Pinnacle (Angelgate) (PAL) sold the flats off-plan to individual investors based mainly overseas in late 2014 and early 2015. Buyers paid sums ranging from £30,000 to £250,000, according to a statement of affairs prepared by PAL director Carl Mills following the administration.

A notice of administrator’s proposals filed by joint administrators Swift and Neil Dingley of Moore Stephens in November states that PAL entered into a £22.1m design-and-build contract with PHD1 Construction in January 2015. By October, PAL had paid out £13.2m to its sales and marketing agent Pinnacle MC Global Network.

“It is not clear how on any basis PAL could justify spending more than 40% of the funds received from buyers on sales and marketing commissions, particularly as this meant the company was around £10m short of the PHD contracted design and build contract,” the report says.
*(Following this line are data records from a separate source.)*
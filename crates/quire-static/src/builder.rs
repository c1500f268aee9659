//! Render-and-write pipeline.

use std::fs;
use std::io::{self, Write};
use std::path::{Path, PathBuf};
use std::time::Instant;

use quire_md::{Markdown, ParseError, RenderedDoc};

use crate::paths::SitePaths;
use crate::staleness::{changed_documents, StalenessError};
use crate::templates::{Template, Variables};

/// Configuration for building a site.
pub type BuildConfig = SitePaths;

/// Result of a build operation.
#[derive(Debug)]
pub struct BuildResult {
    /// Number of pages written
    pub pages: usize,

    /// Total build time in milliseconds
    pub duration_ms: u64,

    /// Output directory
    pub output_dir: PathBuf,
}

/// Errors that can occur during build.
#[derive(Debug, thiserror::Error)]
pub enum BuildError {
    #[error(transparent)]
    Staleness(#[from] StalenessError),

    #[error("Failed to read template {}: {source}", .path.display())]
    TemplateRead {
        path: PathBuf,
        #[source]
        source: io::Error,
    },

    #[error("Failed to read {}: {source}", .path.display())]
    Read {
        path: PathBuf,
        #[source]
        source: io::Error,
    },

    #[error("Failed to parse Markdown: {}: {source}", .path.display())]
    Parse {
        path: PathBuf,
        #[source]
        source: ParseError,
    },

    #[error("Failed to write output {}: {source}", .path.display())]
    Write {
        path: PathBuf,
        #[source]
        source: io::Error,
    },
}

/// Static site builder.
pub struct StaticBuilder {
    config: BuildConfig,
    markdown: Markdown,
}

impl StaticBuilder {
    /// Create a new static builder.
    pub fn new(config: BuildConfig) -> Self {
        Self {
            config,
            markdown: Markdown::new(),
        }
    }

    /// Build stale pages, listing each processed input path on stdout.
    pub fn build(&self) -> Result<BuildResult, BuildError> {
        let stdout = io::stdout();
        let mut report = stdout.lock();
        self.build_with(&mut report)
    }

    /// Build stale pages, listing each processed input path on `report`.
    ///
    /// Stops at the first failure. Pages written before it are kept.
    pub fn build_with(&self, report: &mut dyn Write) -> Result<BuildResult, BuildError> {
        let start = Instant::now();
        let SitePaths {
            template_file,
            input_dir,
            output_dir,
        } = &self.config;

        tracing::debug!(
            "Checking {} against {} (template {})",
            input_dir.display(),
            output_dir.display(),
            template_file.display()
        );

        let changed = changed_documents(template_file, input_dir, output_dir)?;

        let template_text =
            fs::read_to_string(template_file).map_err(|source| BuildError::TemplateRead {
                path: template_file.clone(),
                source,
            })?;
        let template = Template::new(template_text);

        let mut pages = 0;
        for relative in changed {
            let source_path = input_dir.join(&relative);

            // Reporting is best effort; a closed stdout must not abort the build
            if let Err(e) = writeln!(report, "{}", source_path.display()) {
                tracing::warn!("Failed to report {}: {}", source_path.display(), e);
            }

            let output_path = output_dir.join(&relative).with_extension("html");
            self.build_page(&template, &source_path, &output_path)?;
            pages += 1;
        }

        let duration = start.elapsed();

        Ok(BuildResult {
            pages,
            duration_ms: duration.as_millis() as u64,
            output_dir: output_dir.clone(),
        })
    }

    /// Render one document and write its page.
    fn build_page(
        &self,
        template: &Template,
        source_path: &Path,
        output_path: &Path,
    ) -> Result<(), BuildError> {
        let content = fs::read_to_string(source_path).map_err(|source| BuildError::Read {
            path: source_path.to_path_buf(),
            source,
        })?;

        let doc = self
            .markdown
            .render(&content)
            .map_err(|source| BuildError::Parse {
                path: source_path.to_path_buf(),
                source,
            })?;

        let html = apply_template(template, doc);

        // The output folder must already mirror the input; nothing is created here
        fs::write(output_path, html).map_err(|source| BuildError::Write {
            path: output_path.to_path_buf(),
            source,
        })?;

        tracing::info!("Wrote {}", output_path.display());

        Ok(())
    }
}

/// Substitute a rendered document into the template in two passes.
///
/// The first pass fills `content` only. Its output is then treated as a new
/// template and filled with the frontmatter plus `toc`, so placeholders written
/// in the Markdown body are expanded too. `toc` is always supplied, empty for
/// a document without headings, and takes precedence over a frontmatter key
/// of the same name.
pub fn apply_template(template: &Template, doc: RenderedDoc) -> String {
    let toc = doc.toc_html().unwrap_or_default();

    let mut first = Variables::new();
    first.insert("content".to_string(), doc.html);
    let with_content = Template::new(template.safe_substitute(&first));

    let mut second: Variables = doc.metadata.into_iter().collect();
    second.insert("toc".to_string(), toc);
    with_content.safe_substitute(&second)
}
//! quire CLI - renders a folder of Markdown documents through one HTML template.
//!
//! Usage: `quire [--template PATH] [--input DIR] [--output DIR]`
//!
//! Each processed input path is printed on stdout. Logs go to stderr.

use std::path::Path;

use anyhow::{Context, Result};
use quire_static::{SitePaths, StaticBuilder};
use tracing_subscriber::{fmt, EnvFilter};

mod config;

fn main() -> Result<()> {
    let file_config = config::load_config(Path::new("."))?;

    // Initialize logging
    let filter = EnvFilter::try_new(&file_config.log.level)
        .with_context(|| format!("Invalid log level '{}'", file_config.log.level))?;

    fmt()
        .with_env_filter(filter)
        .with_target(false)
        .with_writer(std::io::stderr)
        .init();

    let args: Vec<String> = std::env::args_os()
        .skip(1)
        .map(|arg| arg.to_string_lossy().into_owned())
        .collect();
    let paths = SitePaths::resolve(&args, file_config.default_paths());

    let result = StaticBuilder::new(paths).build()?;

    tracing::info!(
        "Built {} pages in {}ms",
        result.pages,
        result.duration_ms
    );
    tracing::debug!("Output: {}", result.output_dir.display());

    Ok(())
}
By January 2016, only £2.4m of the money raised remained. The contractor, PHD1, went into administration in April that year, having increased its build cost estimate to £43m.

Buyers raised concerns about the company, including the alleged involvement of Tony Freeman as a consultant. He was jailed for 18 months in 2006 for defrauding his own charity company of £450,000.

According to the administrator’s report, “more than 70 buyers have submitted reports on their concerns regarding PAL’s affairs to the UK Action Fraud Agency; and Greater Manchester Police and HMRC have launched investigations”.

PAL asked buyers for further funding of £3.2m to £5.2m to allow it to deliver the scheme with a new contractor. However, they were unconvinced by the proposals and sought legal and insolvency advice.

Moore Stephens was appointed administrator by the High Court in September 2017 following an application by one buyer with the support of 117 others.

It appointed LSH as adviser and invited interested parties to submit build-out proposals before opting for an auction disposal. LSH invited bids of more than £5m. Hong Kong-listed Far East Consortium secured the site with a £5.2m bid.